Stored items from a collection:
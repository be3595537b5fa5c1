//! Keeper error types.

use thiserror::Error;

#[derive(Debug, Error)]
pub enum KeeperError {
    #[error("Ledger error: {0}")]
    Ledger(#[from] supreme_ledger::LedgerError),

    #[error("Unexpected script result: {0}")]
    Decode(#[from] supreme_core::CoreError),
}

pub type KeeperResult<T> = Result<T, KeeperError>;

Your assignment :: Give back all of the entries above, unchanged in every word.

Solution below ::
repository be3595537b5fa5c1
//! Keeper error types.

use thiserror::Error;

#[derive(Debug, Error)]
pub enum KeeperError {
    #[error("Ledger error: {0}")]
    Ledger(#[from] supreme_ledger::LedgerError),

    #[error("Unexpected script result: {0}")]
    Decode(#[from] supreme_core::CoreError),
}

pub type KeeperResult<T> = Result<T, KeeperError>;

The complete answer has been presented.